Problem to work on:
Can you quote, word for word, every line from the first line of the records below through the line containing "signed credential carries", and nothing else?

Stored dataset items:
────────────────

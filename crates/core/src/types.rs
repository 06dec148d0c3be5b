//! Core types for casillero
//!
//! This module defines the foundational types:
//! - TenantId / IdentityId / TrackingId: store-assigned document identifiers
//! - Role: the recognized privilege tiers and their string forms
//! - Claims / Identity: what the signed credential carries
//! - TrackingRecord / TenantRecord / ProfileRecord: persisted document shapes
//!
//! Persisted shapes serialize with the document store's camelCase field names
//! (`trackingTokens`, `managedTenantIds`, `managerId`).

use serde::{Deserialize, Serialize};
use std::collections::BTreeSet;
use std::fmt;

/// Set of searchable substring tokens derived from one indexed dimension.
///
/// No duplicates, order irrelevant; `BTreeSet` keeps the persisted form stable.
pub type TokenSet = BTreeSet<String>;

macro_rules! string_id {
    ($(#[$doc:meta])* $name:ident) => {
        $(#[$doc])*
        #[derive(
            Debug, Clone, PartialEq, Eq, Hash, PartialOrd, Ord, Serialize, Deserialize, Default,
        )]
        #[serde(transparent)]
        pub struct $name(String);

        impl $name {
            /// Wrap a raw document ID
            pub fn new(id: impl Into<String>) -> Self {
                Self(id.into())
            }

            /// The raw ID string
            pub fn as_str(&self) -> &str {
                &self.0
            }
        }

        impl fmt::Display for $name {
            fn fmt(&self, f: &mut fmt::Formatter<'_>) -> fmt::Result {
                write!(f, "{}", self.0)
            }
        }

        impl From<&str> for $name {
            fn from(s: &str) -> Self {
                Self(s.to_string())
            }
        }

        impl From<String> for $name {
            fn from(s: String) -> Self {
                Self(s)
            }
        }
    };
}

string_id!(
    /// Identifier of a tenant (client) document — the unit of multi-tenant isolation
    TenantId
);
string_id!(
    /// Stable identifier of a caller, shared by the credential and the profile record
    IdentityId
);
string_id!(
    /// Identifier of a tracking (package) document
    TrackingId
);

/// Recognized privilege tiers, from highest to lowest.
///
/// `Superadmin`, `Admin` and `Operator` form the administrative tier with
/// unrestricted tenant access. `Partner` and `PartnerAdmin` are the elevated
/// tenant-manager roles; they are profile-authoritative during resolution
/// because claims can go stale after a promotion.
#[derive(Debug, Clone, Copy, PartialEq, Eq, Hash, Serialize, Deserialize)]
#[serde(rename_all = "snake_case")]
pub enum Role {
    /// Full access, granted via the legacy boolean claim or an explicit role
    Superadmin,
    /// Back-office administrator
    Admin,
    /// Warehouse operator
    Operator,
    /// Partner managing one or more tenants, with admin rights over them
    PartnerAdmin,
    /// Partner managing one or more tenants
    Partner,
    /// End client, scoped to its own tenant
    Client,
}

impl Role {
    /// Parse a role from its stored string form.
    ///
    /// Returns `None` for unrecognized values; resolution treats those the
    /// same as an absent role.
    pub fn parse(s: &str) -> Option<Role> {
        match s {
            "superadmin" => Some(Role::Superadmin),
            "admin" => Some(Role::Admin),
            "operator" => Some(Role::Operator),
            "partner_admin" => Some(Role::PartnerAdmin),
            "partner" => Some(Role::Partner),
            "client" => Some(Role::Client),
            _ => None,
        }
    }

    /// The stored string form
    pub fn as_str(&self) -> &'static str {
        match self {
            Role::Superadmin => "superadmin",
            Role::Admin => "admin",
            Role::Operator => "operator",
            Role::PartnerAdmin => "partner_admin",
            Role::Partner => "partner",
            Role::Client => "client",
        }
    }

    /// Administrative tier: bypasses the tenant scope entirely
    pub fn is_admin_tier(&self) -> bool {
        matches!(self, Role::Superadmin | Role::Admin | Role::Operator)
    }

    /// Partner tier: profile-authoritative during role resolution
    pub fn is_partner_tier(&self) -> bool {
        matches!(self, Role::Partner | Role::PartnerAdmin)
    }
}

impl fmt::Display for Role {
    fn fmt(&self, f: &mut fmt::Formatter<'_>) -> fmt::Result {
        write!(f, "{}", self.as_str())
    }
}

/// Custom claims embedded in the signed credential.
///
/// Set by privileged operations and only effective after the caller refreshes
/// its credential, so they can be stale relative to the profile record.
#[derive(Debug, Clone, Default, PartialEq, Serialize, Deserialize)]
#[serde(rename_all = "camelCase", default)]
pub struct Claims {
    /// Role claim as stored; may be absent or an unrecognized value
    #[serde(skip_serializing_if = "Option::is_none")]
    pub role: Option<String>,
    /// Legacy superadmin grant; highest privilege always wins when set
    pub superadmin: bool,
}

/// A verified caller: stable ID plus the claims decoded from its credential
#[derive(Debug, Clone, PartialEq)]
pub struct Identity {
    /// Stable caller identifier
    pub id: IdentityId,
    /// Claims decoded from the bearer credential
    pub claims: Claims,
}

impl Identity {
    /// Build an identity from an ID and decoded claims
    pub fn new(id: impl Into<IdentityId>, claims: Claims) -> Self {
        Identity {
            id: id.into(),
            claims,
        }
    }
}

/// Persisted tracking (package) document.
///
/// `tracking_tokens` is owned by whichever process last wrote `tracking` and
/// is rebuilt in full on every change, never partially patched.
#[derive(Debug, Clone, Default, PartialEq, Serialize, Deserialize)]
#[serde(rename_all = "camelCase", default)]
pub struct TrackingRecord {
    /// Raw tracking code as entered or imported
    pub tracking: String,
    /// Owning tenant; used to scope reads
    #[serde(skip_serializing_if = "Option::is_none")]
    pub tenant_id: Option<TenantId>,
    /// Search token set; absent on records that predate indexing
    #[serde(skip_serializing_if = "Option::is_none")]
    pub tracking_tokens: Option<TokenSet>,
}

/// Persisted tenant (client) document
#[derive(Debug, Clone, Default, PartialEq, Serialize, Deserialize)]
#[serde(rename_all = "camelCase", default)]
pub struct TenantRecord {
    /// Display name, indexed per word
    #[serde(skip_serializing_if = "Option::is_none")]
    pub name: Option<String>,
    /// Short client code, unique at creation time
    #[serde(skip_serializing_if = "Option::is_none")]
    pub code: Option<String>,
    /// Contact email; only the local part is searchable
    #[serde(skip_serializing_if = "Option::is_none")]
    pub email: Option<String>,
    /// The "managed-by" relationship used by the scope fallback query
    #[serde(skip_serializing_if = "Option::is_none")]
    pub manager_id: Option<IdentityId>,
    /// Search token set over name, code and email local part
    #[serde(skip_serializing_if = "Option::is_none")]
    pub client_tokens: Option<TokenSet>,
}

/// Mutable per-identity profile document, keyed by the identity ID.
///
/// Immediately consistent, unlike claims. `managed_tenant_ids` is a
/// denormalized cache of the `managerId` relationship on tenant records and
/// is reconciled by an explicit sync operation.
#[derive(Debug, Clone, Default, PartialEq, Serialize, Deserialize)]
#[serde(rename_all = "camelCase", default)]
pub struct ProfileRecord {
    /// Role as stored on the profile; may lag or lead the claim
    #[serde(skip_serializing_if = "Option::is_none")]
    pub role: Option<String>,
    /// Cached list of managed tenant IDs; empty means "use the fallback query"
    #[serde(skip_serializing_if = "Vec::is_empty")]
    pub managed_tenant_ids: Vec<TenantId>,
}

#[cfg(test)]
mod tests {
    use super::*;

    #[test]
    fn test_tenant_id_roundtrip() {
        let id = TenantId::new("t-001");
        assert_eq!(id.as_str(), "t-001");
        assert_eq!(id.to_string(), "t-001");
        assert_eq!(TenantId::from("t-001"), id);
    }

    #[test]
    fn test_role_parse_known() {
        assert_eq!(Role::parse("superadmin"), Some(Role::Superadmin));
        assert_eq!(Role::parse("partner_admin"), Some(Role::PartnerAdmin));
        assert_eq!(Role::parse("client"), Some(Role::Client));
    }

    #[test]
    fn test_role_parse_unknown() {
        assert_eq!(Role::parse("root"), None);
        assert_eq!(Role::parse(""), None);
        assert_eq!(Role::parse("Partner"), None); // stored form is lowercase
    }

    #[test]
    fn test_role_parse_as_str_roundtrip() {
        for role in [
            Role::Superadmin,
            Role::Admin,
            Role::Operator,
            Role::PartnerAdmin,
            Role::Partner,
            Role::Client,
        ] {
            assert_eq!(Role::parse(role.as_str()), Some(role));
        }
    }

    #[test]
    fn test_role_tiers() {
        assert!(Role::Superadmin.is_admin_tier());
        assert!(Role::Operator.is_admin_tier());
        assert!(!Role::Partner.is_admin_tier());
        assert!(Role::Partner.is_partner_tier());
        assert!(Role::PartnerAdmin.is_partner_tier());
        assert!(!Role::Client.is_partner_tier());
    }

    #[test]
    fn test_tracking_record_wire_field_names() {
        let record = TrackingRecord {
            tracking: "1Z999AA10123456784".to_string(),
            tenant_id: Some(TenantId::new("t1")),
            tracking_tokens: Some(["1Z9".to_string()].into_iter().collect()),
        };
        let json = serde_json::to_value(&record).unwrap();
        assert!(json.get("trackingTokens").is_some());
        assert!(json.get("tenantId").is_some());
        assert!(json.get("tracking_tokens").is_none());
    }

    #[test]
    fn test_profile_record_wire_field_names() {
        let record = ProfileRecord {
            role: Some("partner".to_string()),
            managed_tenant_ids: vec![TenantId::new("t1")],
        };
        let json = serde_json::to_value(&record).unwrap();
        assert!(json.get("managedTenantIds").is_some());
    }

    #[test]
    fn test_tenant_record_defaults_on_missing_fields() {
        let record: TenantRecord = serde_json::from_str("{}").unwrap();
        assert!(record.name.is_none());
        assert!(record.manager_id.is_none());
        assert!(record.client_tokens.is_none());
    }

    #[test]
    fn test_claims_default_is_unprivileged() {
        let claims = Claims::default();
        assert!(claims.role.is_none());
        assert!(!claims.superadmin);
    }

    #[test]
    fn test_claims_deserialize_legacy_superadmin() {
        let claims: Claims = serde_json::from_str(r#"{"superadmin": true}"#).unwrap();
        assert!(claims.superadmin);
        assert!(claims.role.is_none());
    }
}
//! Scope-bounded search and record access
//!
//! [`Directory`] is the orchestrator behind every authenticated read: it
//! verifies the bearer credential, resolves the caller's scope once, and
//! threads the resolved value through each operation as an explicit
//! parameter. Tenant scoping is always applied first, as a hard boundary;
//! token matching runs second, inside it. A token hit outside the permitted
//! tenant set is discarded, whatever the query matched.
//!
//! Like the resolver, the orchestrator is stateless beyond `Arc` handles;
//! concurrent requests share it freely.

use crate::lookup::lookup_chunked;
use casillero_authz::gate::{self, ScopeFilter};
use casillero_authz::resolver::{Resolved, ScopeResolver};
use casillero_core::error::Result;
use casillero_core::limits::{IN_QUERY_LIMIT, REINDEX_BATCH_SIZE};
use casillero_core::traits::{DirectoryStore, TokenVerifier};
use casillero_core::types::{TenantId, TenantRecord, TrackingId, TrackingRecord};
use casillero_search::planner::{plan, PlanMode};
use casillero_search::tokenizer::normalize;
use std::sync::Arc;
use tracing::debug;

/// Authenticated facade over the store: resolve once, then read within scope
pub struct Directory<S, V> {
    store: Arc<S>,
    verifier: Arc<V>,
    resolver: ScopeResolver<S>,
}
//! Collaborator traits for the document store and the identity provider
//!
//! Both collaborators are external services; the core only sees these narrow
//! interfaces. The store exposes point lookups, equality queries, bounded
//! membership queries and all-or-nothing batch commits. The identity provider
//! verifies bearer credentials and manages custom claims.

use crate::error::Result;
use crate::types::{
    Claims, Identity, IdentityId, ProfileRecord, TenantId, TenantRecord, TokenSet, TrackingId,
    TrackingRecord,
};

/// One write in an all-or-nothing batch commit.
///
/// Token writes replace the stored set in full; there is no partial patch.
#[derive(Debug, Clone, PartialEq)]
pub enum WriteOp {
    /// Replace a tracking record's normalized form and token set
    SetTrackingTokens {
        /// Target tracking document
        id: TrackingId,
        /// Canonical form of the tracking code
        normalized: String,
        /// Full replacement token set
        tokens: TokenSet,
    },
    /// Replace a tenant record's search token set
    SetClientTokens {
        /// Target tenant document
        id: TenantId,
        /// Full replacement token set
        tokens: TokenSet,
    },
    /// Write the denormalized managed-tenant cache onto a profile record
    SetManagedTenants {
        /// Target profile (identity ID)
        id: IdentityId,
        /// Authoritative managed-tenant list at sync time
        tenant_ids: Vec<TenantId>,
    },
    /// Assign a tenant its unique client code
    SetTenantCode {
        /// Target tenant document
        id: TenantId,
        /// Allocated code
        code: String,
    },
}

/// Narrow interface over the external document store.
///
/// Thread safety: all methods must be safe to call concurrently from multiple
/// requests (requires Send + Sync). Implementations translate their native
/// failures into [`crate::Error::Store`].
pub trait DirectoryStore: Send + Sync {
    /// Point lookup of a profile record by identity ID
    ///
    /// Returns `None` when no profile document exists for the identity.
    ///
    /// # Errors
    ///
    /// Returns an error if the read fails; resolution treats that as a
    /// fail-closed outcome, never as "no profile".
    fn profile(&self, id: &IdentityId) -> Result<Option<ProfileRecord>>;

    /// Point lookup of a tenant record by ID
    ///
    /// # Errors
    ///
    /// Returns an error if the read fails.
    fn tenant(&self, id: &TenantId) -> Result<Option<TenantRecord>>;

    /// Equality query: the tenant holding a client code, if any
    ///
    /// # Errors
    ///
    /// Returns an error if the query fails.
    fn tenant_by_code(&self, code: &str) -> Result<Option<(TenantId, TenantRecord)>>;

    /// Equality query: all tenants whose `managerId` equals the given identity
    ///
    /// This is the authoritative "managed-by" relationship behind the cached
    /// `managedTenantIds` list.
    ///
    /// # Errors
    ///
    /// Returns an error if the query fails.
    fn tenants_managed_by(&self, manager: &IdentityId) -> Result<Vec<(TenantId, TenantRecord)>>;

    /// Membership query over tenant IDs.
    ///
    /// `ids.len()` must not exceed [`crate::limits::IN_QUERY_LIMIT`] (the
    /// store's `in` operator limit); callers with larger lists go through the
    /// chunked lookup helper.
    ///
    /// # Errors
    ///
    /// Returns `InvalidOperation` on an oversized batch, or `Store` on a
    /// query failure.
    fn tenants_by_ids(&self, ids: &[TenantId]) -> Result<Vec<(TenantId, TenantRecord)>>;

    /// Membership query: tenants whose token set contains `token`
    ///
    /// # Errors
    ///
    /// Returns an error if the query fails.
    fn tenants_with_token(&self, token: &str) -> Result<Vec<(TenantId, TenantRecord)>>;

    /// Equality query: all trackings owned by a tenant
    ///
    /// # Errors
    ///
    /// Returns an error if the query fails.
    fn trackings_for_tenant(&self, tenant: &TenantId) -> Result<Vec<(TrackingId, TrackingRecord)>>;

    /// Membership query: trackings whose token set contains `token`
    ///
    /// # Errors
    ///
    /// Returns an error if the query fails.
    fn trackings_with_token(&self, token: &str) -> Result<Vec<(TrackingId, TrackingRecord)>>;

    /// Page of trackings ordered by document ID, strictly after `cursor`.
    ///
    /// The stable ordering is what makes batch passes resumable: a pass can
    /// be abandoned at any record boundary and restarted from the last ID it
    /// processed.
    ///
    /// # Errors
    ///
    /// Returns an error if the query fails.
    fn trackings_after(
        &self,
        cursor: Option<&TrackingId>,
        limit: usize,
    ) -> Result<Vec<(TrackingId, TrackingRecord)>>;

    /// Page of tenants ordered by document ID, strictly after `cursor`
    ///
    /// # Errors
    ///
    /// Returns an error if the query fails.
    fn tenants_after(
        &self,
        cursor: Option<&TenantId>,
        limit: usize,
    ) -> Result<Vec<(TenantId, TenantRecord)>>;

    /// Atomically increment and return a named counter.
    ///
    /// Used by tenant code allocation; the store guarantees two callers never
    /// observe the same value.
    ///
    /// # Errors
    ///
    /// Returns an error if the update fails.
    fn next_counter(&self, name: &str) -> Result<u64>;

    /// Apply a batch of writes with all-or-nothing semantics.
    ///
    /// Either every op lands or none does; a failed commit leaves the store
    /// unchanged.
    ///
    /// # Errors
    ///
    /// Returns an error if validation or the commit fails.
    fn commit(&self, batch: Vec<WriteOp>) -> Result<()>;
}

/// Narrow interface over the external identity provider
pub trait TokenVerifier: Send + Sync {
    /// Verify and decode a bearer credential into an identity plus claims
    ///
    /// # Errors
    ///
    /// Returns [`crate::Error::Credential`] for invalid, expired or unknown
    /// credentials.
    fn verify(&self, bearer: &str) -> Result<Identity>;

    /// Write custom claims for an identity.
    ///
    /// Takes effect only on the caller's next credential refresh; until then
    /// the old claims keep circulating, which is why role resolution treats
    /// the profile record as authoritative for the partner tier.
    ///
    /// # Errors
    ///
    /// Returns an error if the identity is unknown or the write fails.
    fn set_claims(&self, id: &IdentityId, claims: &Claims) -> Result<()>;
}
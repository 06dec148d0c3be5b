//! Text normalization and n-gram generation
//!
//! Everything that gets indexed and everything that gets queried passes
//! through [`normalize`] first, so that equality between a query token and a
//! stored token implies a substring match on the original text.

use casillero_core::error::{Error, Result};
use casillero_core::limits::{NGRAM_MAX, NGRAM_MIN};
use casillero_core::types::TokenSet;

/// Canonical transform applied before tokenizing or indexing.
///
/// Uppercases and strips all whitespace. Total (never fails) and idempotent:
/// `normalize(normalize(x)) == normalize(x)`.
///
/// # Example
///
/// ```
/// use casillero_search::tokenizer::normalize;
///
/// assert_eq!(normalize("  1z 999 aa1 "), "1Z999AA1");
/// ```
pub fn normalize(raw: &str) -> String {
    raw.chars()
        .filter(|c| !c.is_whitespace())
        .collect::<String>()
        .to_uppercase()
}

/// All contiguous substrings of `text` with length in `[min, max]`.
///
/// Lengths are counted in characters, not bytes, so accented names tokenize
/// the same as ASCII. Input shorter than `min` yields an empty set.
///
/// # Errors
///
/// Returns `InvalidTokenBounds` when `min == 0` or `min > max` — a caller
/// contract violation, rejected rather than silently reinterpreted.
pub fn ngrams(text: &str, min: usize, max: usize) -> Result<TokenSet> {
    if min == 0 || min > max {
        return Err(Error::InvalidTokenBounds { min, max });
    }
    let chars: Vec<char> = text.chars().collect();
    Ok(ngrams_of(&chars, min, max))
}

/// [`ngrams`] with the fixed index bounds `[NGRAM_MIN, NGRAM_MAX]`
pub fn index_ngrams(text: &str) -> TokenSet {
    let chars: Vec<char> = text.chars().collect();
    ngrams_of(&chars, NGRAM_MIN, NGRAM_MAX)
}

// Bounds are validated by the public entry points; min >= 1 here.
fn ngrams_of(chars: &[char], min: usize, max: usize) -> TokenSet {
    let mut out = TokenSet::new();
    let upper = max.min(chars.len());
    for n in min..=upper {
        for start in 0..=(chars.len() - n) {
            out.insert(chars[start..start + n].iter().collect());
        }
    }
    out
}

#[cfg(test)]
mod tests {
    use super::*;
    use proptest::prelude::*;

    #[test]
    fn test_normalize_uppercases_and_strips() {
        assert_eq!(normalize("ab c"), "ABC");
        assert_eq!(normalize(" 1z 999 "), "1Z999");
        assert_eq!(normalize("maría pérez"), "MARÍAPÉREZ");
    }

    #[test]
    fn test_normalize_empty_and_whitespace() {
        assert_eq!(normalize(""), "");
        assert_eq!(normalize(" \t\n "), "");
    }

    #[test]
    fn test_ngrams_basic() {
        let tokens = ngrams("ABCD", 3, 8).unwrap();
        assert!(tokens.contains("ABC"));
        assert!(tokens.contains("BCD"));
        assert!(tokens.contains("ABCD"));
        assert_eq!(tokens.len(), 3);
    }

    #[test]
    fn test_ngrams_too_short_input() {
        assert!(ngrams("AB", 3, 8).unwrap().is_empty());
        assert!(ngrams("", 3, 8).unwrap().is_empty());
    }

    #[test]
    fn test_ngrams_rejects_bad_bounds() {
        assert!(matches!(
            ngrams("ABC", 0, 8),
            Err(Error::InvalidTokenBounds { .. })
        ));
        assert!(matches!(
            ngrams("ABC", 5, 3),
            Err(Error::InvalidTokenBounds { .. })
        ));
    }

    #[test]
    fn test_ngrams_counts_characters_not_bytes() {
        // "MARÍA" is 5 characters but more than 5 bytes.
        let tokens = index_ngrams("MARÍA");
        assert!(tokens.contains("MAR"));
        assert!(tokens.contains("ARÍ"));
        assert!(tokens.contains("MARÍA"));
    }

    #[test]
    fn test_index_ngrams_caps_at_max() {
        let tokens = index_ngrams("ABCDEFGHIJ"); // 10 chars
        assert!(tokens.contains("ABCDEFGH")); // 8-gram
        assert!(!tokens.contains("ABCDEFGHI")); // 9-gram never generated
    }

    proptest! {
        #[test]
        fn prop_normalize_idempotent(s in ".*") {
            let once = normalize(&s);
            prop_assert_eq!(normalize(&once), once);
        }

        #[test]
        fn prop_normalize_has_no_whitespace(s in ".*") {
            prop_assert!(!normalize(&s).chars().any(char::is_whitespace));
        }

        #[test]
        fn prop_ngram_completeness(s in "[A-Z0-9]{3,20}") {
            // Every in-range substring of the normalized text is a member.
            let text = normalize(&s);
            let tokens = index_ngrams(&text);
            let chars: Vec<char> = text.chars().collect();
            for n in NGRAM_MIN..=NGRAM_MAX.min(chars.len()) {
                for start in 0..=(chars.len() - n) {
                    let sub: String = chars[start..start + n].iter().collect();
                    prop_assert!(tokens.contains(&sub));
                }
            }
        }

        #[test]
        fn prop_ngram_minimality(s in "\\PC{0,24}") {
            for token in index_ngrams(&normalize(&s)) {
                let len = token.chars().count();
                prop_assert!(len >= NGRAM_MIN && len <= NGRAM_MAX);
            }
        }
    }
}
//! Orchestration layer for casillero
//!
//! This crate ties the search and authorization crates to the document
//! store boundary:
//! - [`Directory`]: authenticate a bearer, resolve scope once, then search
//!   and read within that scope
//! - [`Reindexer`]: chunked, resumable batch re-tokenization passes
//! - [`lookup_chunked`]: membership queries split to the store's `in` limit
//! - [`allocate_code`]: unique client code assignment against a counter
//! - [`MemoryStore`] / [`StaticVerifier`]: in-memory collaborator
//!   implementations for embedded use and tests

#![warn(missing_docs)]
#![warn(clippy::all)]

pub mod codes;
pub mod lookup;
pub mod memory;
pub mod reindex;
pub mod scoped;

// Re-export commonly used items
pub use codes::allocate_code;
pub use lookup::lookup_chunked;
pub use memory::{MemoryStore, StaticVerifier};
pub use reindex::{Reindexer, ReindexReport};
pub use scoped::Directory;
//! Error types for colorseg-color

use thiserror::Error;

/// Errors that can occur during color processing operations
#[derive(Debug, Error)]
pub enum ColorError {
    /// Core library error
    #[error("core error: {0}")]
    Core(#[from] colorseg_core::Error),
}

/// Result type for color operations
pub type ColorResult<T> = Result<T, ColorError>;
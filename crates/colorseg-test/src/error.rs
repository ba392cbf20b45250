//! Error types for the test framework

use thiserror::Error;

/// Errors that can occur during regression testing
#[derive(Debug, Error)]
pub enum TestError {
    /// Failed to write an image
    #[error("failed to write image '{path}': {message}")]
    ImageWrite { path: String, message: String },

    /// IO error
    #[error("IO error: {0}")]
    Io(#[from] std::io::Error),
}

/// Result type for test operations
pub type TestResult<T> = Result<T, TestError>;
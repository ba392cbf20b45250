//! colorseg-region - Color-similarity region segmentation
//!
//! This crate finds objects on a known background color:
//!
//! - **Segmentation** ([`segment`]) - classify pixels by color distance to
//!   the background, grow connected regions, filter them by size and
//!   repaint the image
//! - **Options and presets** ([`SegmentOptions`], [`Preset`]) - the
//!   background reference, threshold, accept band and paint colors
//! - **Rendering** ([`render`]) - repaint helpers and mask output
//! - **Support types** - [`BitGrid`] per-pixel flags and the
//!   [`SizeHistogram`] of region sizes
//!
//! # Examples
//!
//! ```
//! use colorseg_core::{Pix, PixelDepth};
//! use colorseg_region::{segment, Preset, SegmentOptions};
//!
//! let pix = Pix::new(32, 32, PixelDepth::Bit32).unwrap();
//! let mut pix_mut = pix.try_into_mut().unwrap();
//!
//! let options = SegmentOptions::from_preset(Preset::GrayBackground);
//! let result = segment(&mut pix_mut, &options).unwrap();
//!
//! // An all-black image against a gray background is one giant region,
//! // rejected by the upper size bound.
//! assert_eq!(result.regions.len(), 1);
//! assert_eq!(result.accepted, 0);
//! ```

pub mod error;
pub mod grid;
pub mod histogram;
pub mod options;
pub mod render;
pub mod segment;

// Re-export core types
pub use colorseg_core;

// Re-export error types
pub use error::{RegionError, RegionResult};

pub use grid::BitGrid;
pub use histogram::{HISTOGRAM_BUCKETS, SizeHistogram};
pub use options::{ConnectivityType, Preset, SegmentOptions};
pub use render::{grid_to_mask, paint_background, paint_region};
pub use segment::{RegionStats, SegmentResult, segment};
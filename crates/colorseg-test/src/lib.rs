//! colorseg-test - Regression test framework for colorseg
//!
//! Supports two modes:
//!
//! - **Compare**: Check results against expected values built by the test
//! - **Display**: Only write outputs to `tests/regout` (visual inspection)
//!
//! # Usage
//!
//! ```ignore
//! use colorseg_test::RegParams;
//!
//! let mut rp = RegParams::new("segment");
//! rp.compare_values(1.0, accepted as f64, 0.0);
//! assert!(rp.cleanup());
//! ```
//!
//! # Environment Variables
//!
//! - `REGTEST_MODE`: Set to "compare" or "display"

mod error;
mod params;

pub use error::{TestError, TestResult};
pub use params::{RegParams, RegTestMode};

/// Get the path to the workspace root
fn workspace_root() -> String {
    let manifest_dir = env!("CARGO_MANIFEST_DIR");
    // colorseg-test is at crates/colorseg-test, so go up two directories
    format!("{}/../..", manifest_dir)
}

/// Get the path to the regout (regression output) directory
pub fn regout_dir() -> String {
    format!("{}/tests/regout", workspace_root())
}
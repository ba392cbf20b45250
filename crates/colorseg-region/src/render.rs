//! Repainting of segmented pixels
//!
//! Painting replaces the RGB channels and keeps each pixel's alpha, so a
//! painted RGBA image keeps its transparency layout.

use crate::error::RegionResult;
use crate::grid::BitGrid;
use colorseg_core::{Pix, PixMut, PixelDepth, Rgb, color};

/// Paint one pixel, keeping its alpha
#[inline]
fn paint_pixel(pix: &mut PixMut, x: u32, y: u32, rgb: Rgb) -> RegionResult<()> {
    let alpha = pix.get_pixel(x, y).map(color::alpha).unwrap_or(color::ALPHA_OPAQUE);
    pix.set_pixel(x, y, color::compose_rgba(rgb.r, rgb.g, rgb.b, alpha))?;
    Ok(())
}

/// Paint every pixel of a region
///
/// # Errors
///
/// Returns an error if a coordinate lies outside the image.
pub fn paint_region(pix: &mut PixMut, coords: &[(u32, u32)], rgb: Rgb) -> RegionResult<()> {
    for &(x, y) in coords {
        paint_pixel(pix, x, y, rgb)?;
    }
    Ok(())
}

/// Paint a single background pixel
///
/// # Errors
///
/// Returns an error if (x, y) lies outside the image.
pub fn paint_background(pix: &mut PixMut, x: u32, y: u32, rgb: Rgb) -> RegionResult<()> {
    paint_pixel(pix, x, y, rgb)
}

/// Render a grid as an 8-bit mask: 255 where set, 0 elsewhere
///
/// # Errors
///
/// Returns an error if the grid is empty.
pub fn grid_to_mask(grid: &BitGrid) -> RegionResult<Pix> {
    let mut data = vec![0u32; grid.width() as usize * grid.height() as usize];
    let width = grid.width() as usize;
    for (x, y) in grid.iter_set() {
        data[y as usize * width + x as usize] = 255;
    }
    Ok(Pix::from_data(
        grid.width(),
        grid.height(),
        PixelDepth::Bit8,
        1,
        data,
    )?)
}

────────────────

Expected output:
filename crates/core/src/types.rs
repository 06dec148d0c3be5b
//! Core types for casillero
//!
//! This module defines the foundational types:
//! - TenantId / IdentityId / TrackingId: store-assigned document identifiers
//! - Role: the recognized privilege tiers and their string forms
//! - Claims / Identity: what the signed credential carries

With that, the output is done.